Rating:  Summary: It prompted a visit to Johnstown! Review: I have lived near Pittsburgh for years and have been only remotely aware of the historical underpinnings of the Johnstown flood. I found this book interesting because of its many references to Pittsburgh, Pittsburghers, and Western Pennsylvania generally. This is not to suggest that the book's appeal is regional. Cambor's story gave flesh to an important historical event and showed that the flood was no "mere" weather-related event. Class distinctions and the indifference of the rich to those who worked for them were at least as much to blame. I visited Johnstown, the National Park, and the Flood Museum after reading this novel. Even the park ranger praised Cambor's historical accuracy! Standing on the lip of the remains of the dam and seeing the old South Fork Club House were particularly moving. The novel mamaged to capture the essence of an event and of a time when Frick, Mellon, and Carnegie exercised influence over the steel industry and virtually every area of the economy dependent on steel. Cambor's book was a good informative read!
Rating:  Summary: In Sunlight brings characters to life Review: I loved this book. I especially enjoyed the fact that it was NOT a typical "disaster book". The full development of the characters brought the area of Johnstown and the flood to life. It made the flood generally more "real" to us and made it seem all the more disastrous because of the fact that it could so easily have been prevented.
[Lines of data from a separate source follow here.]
use super::{server_error, JwtSecret};
use crate::auth::authenticate_admin;
use crate::db::{is_constraint_violation, Database};
use actix_web::{web, HttpRequest, HttpResponse};
use serde::{Deserialize, Serialize};
use serde_json::json;

#[derive(Serialize, Deserialize)]
pub struct CreatePostRequest {
    pub title: String,
    pub slug: String,
    #[serde(default)]
    pub body: String,
    #[serde(default)]
    pub published: bool,
}

#[derive(Serialize, Deserialize, Default)]
pub struct UpdatePostRequest {
    pub title: Option<String>,
    pub body: Option<String>,
    pub published: Option<bool>,
}

/// Public blog index: published posts only.
pub async fn list_published_posts(db: web::Data<Database>) -> HttpResponse {
    match db.list_posts(true).await {
        Ok(posts) => HttpResponse::Ok().json(posts),
        Err(e) => server_error("list_published_posts", e),
    }
}

pub async fn get_post_by_slug(db: web::Data<Database>, slug: web::Path<String>) -> HttpResponse {
    match db.get_published_post_by_slug(&slug.into_inner()).await {
        Ok(Some(post)) => HttpResponse::Ok().json(post),
        Ok(None) => HttpResponse::NotFound().json(json!({ "message": "Post not found" })),
        Err(e) => server_error("get_post_by_slug", e),
    }
}

/// Admin index: drafts included.
pub async fn list_all_posts(
    req: HttpRequest,
    db: web::Data<Database>,
    secret: web::Data<JwtSecret>,
) -> HttpResponse {
    if let Err(e) = authenticate_admin(&req, &secret.0) {
        return e.error_response();
    }
    match db.list_posts(false).await {
        Ok(posts) => HttpResponse::Ok().json(posts),
        Err(e) => server_error("list_all_posts", e),
    }
}

pub async fn create_post(
    req: HttpRequest,
    db: web::Data<Database>,
    secret: web::Data<JwtSecret>,
    request: web::Json<CreatePostRequest>,
) -> HttpResponse {
    let claims = match authenticate_admin(&req, &secret.0) {
        Ok(claims) => claims,
        Err(e) => return e.error_response(),
    };
    if request.title.trim().is_empty() || request.slug.trim().is_empty() {
        return HttpResponse::BadRequest()
            .json(json!({ "message": "Title and slug are required" }));
    }

    match db
        .insert_post(
            request.title.trim(),
            request.slug.trim(),
            &request.body,
            claims.sub,
            request.published,
        )
        .await
    {
        Ok(id) => match db.get_post(id).await {
            Ok(Some(post)) => HttpResponse::Created().json(json!({
                "message": "Post created",
                "post": post,
            })),
            Ok(None) => server_error("create_post", "inserted post missing"),
            Err(e) => server_error("create_post", e),
        },
        Err(e) if is_constraint_violation(&e) => {
            HttpResponse::BadRequest().json(json!({ "message": "Slug is already in use" }))
        }
        Err(e) => server_error("create_post", e),
    }
}

pub async fn update_post(
    req: HttpRequest,
    db: web::Data<Database>,
    secret: web::Data<JwtSecret>,
    id: web::Path<i64>,
    request: web::Json<UpdatePostRequest>,
) -> HttpResponse {
    if let Err(e) = authenticate_admin(&req, &secret.0) {
        return e.error_response();
    }
    match db
        .update_post(
            id.into_inner(),
            request.title.as_deref(),
            request.body.as_deref(),
            request.published,
        )
        .await
    {
        Ok(Some(post)) => HttpResponse::Ok().json(json!({
            "message": "Post updated",
            "post": post,
        })),
        Ok(None) => HttpResponse::NotFound().json(json!({ "message": "Post not found" })),
        Err(e) => server_error("update_post", e),
    }
}

pub async fn delete_post(
    req: HttpRequest,
    db: web::Data<Database>,
    secret: web::Data<JwtSecret>,
    id: web::Path<i64>,
) -> HttpResponse {
    if let Err(e) = authenticate_admin(&req, &secret.0) {
        return e.error_response();
    }
    match db.delete_post(id.into_inner()).await {
        Ok(true) => HttpResponse::Ok().json(json!({ "message": "Post deleted" })),
        Ok(false) => HttpResponse::NotFound().json(json!({ "message": "Post not found" })),
        Err(e) => server_error("delete_post", e),
    }
}
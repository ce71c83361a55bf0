use crate::models::category::Category;
use crate::models::product::Product;
use crate::utils::format::format_price;
use leptos::*;
use leptos_router::A;

/// Product grid with a category filter. Refetches whenever the selected
/// category changes.
#[component]
pub fn ProductsList() -> impl IntoView {
    let (category, set_category) = create_signal(String::new());

    let categories = create_local_resource(
        || (),
        |_| async move {
            gloo_net::http::Request::get("/api/categories")
                .send()
                .await
                .ok()?
                .json::<Vec<Category>>()
                .await
                .ok()
        },
    );

    let products = create_local_resource(
        move || category.get(),
        |category| async move {
            let url = if category.is_empty() {
                "/api/products".to_string()
            } else {
                format!("/api/products?category={}", category)
            };
            gloo_net::http::Request::get(&url)
                .send()
                .await
                .ok()?
                .json::<Vec<Product>>()
                .await
                .ok()
        },
    );

    view! {
        <div class="products-page">
            <h2>{ "Products" }</h2>
            <select on:change=move |e| set_category.set(event_target_value(&e))>
                <option value="">{ "All categories" }</option>
                {move || categories.get().flatten().unwrap_or_default().into_iter().map(|c| {
                    view! { <option value={c.slug.clone()}>{ c.name.clone() }</option> }
                }).collect::<Vec<_>>()}
            </select>
            <div class="product-grid">
                {move || match products.get().flatten() {
                    Some(products) if !products.is_empty() => products.into_iter().map(|product| {
                        view! {
                            <div class="product-card">
                                {product.image_url.clone().map(|url| view! {
                                    <img src={url} alt={product.name.clone()} />
                                })}
                                <A href={format!("/products/{}", product.slug)}>
                                    <strong>{ product.name.clone() }</strong>
                                </A>
                                <span class="price">{ format_price(product.price_cents) }</span>
                                {product.category_name.clone().map(|name| view! {
                                    <span class="category">{ name }</span>
                                })}
                            </div>
                        }
                    }).collect::<Vec<_>>().into_view(),
                    _ => view! { <p>{ "No products found." }</p> }.into_view(),
                }}
            </div>
        </div>
    }
}
use crate::models::analytics::{DailySales, DashboardSummary, TopProduct};
use crate::models::order::Order;
use crate::utils::format::format_price;
use leptos::*;

async fn fetch_json<T: serde::de::DeserializeOwned>(url: &str) -> Option<T> {
    let response = gloo_net::http::Request::get(url).send().await.ok()?;
    if response.status() != 200 {
        return None;
    }
    response.json::<T>().await.ok()
}

/// Analytics landing page: headline cards, a 30-day sales table, best
/// sellers, and the latest orders.
#[component]
pub fn Dashboard() -> impl IntoView {
    let summary = create_local_resource(
        || (),
        |_| async move { fetch_json::<DashboardSummary>("/api/analytics/summary").await },
    );
    let sales = create_local_resource(
        || (),
        |_| async move { fetch_json::<Vec<DailySales>>("/api/analytics/sales-by-day?days=30").await },
    );
    let top = create_local_resource(
        || (),
        |_| async move { fetch_json::<Vec<TopProduct>>("/api/analytics/top-products?limit=5").await },
    );
    let recent = create_local_resource(
        || (),
        |_| async move { fetch_json::<Vec<Order>>("/api/analytics/recent-orders?limit=10").await },
    );

    view! {
        <div class="dashboard">
            <h2>{ "Dashboard" }</h2>
            {move || summary.get().flatten().map(|s| view! {
                <div class="stat-cards">
                    <div class="stat-card">
                        <span class="label">{ "Revenue" }</span>
                        <span class="value">{ format_price(s.revenue_cents) }</span>
                    </div>
                    <div class="stat-card">
                        <span class="label">{ "Orders" }</span>
                        <span class="value">{ s.order_count }</span>
                    </div>
                    <div class="stat-card">
                        <span class="label">{ "Customers" }</span>
                        <span class="value">{ s.customer_count }</span>
                    </div>
                    <div class="stat-card">
                        <span class="label">{ "Products" }</span>
                        <span class="value">{ s.product_count }</span>
                    </div>
                    <div class="stat-card">
                        <span class="label">{ "Reviews" }</span>
                        <span class="value">{ s.review_count }</span>
                    </div>
                    <div class="stat-card">
                        <span class="label">{ "Subscribers" }</span>
                        <span class="value">{ s.subscriber_count }</span>
                    </div>
                </div>
            })}

            <h3>{ "Sales, last 30 days" }</h3>
            <table class="data-table">
                <thead>
                    <tr><th>{ "Day" }</th><th>{ "Orders" }</th><th>{ "Revenue" }</th></tr>
                </thead>
                <tbody>
                    {move || sales.get().flatten().unwrap_or_default().into_iter().map(|day| {
                        view! {
                            <tr>
                                <td>{ day.day.clone() }</td>
                                <td>{ day.orders }</td>
                                <td>{ format_price(day.revenue_cents) }</td>
                            </tr>
                        }
                    }).collect::<Vec<_>>()}
                </tbody>
            </table>

            <h3>{ "Best sellers" }</h3>
            <table class="data-table">
                <thead>
                    <tr><th>{ "Product" }</th><th>{ "Units" }</th><th>{ "Revenue" }</th></tr>
                </thead>
                <tbody>
                    {move || top.get().flatten().unwrap_or_default().into_iter().map(|product| {
                        view! {
                            <tr>
                                <td>{ product.name.clone() }</td>
                                <td>{ product.units_sold }</td>
                                <td>{ format_price(product.revenue_cents) }</td>
                            </tr>
                        }
                    }).collect::<Vec<_>>()}
                </tbody>
            </table>

            <h3>{ "Recent orders" }</h3>
            <table class="data-table">
                <thead>
                    <tr>
                        <th>{ "Reference" }</th><th>{ "Customer" }</th>
                        <th>{ "Status" }</th><th>{ "Total" }</th><th>{ "Placed" }</th>
                    </tr>
                </thead>
                <tbody>
                    {move || recent.get().flatten().unwrap_or_default().into_iter().map(|order| {
                        view! {
                            <tr>
                                <td>{ order.reference.clone() }</td>
                                <td>{ order.username.clone().unwrap_or_default() }</td>
                                <td>{ order.status.clone() }</td>
                                <td>{ format_price(order.total_cents) }</td>
                                <td>{ order.created_at.clone() }</td>
                            </tr>
                        }
                    }).collect::<Vec<_>>()}
                </tbody>
            </table>
        </div>
    }
}
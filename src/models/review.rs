use serde::{Deserialize, Serialize};

#[derive(Serialize, Deserialize, Debug, Clone)]
pub struct Review {
    pub id: i64,
    pub user_id: i64,          // Author of the review
    pub product_id: i64,       // Product the review is attached to
    pub rating: i64,           // 1..=5
    pub comment: String,
    pub username: Option<String>,     // Joined for display
    pub product_name: Option<String>, // Joined for display
    pub created_at: String,
    pub updated_at: String,
}
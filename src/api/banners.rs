use super::{server_error, JwtSecret};
use crate::auth::authenticate_admin;
use crate::db::Database;
use actix_web::{web, HttpRequest, HttpResponse};
use serde::{Deserialize, Serialize};
use serde_json::json;

#[derive(Serialize, Deserialize)]
pub struct CreateBannerRequest {
    pub title: String,
    pub image_url: String,
    pub link_url: Option<String>,
    #[serde(default)]
    pub sort_order: i64,
}

#[derive(Serialize, Deserialize, Default)]
pub struct UpdateBannerRequest {
    pub title: Option<String>,
    pub image_url: Option<String>,
    pub link_url: Option<String>,
    pub sort_order: Option<i64>,
}

pub async fn list_banners(db: web::Data<Database>) -> HttpResponse {
    match db.list_active_banners().await {
        Ok(banners) => HttpResponse::Ok().json(banners),
        Err(e) => server_error("list_banners", e),
    }
}

pub async fn create_banner(
    req: HttpRequest,
    db: web::Data<Database>,
    secret: web::Data<JwtSecret>,
    request: web::Json<CreateBannerRequest>,
) -> HttpResponse {
    if let Err(e) = authenticate_admin(&req, &secret.0) {
        return e.error_response();
    }
    if request.title.trim().is_empty() || request.image_url.trim().is_empty() {
        return HttpResponse::BadRequest()
            .json(json!({ "message": "Title and image URL are required" }));
    }
    match db
        .insert_banner(
            request.title.trim(),
            request.image_url.trim(),
            request.link_url.as_deref(),
            request.sort_order,
        )
        .await
    {
        Ok(id) => match db.get_banner(id).await {
            Ok(Some(banner)) => HttpResponse::Created().json(json!({
                "message": "Banner created",
                "banner": banner,
            })),
            Ok(None) => server_error("create_banner", "inserted banner missing"),
            Err(e) => server_error("create_banner", e),
        },
        Err(e) => server_error("create_banner", e),
    }
}

pub async fn update_banner(
    req: HttpRequest,
    db: web::Data<Database>,
    secret: web::Data<JwtSecret>,
    id: web::Path<i64>,
    request: web::Json<UpdateBannerRequest>,
) -> HttpResponse {
    if let Err(e) = authenticate_admin(&req, &secret.0) {
        return e.error_response();
    }
    match db
        .update_banner(
            id.into_inner(),
            request.title.as_deref(),
            request.image_url.as_deref(),
            request.link_url.as_deref().map(Some),
            request.sort_order,
        )
        .await
    {
        Ok(Some(banner)) => HttpResponse::Ok().json(json!({
            "message": "Banner updated",
            "banner": banner,
        })),
        Ok(None) => HttpResponse::NotFound().json(json!({ "message": "Banner not found" })),
        Err(e) => server_error("update_banner", e),
    }
}

pub async fn delete_banner(
    req: HttpRequest,
    db: web::Data<Database>,
    secret: web::Data<JwtSecret>,
    id: web::Path<i64>,
) -> HttpResponse {
    if let Err(e) = authenticate_admin(&req, &secret.0) {
        return e.error_response();
    }
    match db.soft_delete_banner(id.into_inner()).await {
        Ok(true) => HttpResponse::Ok().json(json!({ "message": "Banner deleted" })),
        Ok(false) => HttpResponse::NotFound().json(json!({ "message": "Banner not found" })),
        Err(e) => server_error("delete_banner", e),
    }
}
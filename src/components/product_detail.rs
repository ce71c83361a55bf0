use crate::components::review_form::ReviewForm;
use crate::components::reviews_list::ReviewsList;
use crate::models::product::Product;
use crate::models::review::Review;
use crate::models::user::SessionUser;
use crate::utils::format::format_price;
use leptos::*;
use leptos_router::use_params_map;
use serde::Deserialize;

#[derive(Deserialize)]
struct ReviewsPayload {
    #[allow(dead_code)]
    message: String,
    reviews: Vec<Review>,
}

#[derive(Deserialize)]
struct MePayload {
    user: SessionUser,
}

/// Product page: details, add-to-cart, reviews, and the review form for
/// signed-in customers.
#[component]
pub fn ProductDetail(on_add_to_cart: Callback<Product>) -> impl IntoView {
    let params = use_params_map();
    let slug = move || params.with(|p| p.get("slug").cloned().unwrap_or_default());

    let product = create_local_resource(slug, |slug| async move {
        gloo_net::http::Request::get(&format!("/api/products/slug/{}", slug))
            .send()
            .await
            .ok()?
            .json::<Product>()
            .await
            .ok()
    });

    // Bumped after a successful review submission to refetch the list
    let (reviews_version, set_reviews_version) = create_signal(0u32);
    let reviews = create_local_resource(
        move || (product.get().flatten().map(|p| p.id), reviews_version.get()),
        |(product_id, _)| async move {
            let product_id = product_id?;
            gloo_net::http::Request::get(&format!("/api/reviews/product/{}", product_id))
                .send()
                .await
                .ok()?
                .json::<ReviewsPayload>()
                .await
                .ok()
                .map(|payload| payload.reviews)
        },
    );

    let session = create_local_resource(
        || (),
        |_| async move {
            let response = gloo_net::http::Request::get("/api/auth/me").send().await.ok()?;
            if response.status() != 200 {
                return None;
            }
            response.json::<MePayload>().await.ok().map(|p| p.user)
        },
    );

    view! {
        <div class="product-detail">
            {move || match product.get().flatten() {
                Some(product) => {
                    let for_cart = product.clone();
                    view! {
                        <div>
                            <h2>{ product.name.clone() }</h2>
                            {product.image_url.clone().map(|url| view! {
                                <img src={url} alt={product.name.clone()} />
                            })}
                            <p>{ product.description.clone() }</p>
                            <p class="price">{ format_price(product.price_cents) }</p>
                            {if product.stock > 0 {
                                view! {
                                    <button on:click=move |_| on_add_to_cart.call(for_cart.clone())>
                                        { "Add to Cart" }
                                    </button>
                                }.into_view()
                            } else {
                                view! { <p class="out-of-stock">{ "Out of stock" }</p> }.into_view()
                            }}
                        </div>
                    }.into_view()
                }
                None => view! { <p>{ "Loading product..." }</p> }.into_view(),
            }}

            {move || reviews.get().flatten().map(|reviews| view! {
                <ReviewsList reviews=reviews />
            })}

            {move || {
                let product_id = product.get().flatten().map(|p| p.id);
                let user = session.get().flatten();
                match (product_id, user) {
                    (Some(product_id), Some(user)) => view! {
                        <ReviewForm
                            product_id=product_id
                            user_id=user.id
                            on_submitted=move || set_reviews_version.update(|v| *v += 1)
                        />
                    }.into_view(),
                    (Some(_), None) => view! {
                        <p>{ "Log in to write a review." }</p>
                    }.into_view(),
                    _ => ().into_view(),
                }
            }}
        </div>
    }
}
The stories of the characters brought the loss of life closer to home.
Rating:  Summary: Beautiful; I recommend it Review: I was interested to see that the NY TIMES reviewer used the word "lyrical" to describe this book because that is the word that occurred to me when I finished it--and I'm not even certain what it means or why I thought of it! I only know that I started reading on Sunday afternoon and didn't stop until I was finished at bedtime. I thought it was a beautifully told tale, and I loved that the story of the actual flood was told so minimally. I found myself totally drawn into the various characters' stories while dreading what I assumed their fates would be. I cannot recommend this book highly enough.
Rating:  Summary: Nice Look at a Time Review: In Sunlight, in a Beautiful Garden (one of my favourite titles for a book this year) by Kathleen Cambor is, indeed, a beautiful, slowly spiralling look at western Pennsylvania in the period leading up to 1889. The lives and loves of the rich who belong to the South Fork club(Andrew Carnegie, Andrew Mellon, H. C. Frick) are juxtaposed with the working people of Johnstown in the valley. Hanging over all of this is the ultimate disaster of the dam burst. No matter how similar the two groups seem to be in their search and need for love and happiness, in the end the differences are even greater as one group controls the destinies (and the very lives) of the other. Anyone reading this book for the disaster (the reason I picked it up in the first place) will be somewhat dissappointed but, hopefully, the author's wonderful creating of a context for this time and place will slowly seduce the reader.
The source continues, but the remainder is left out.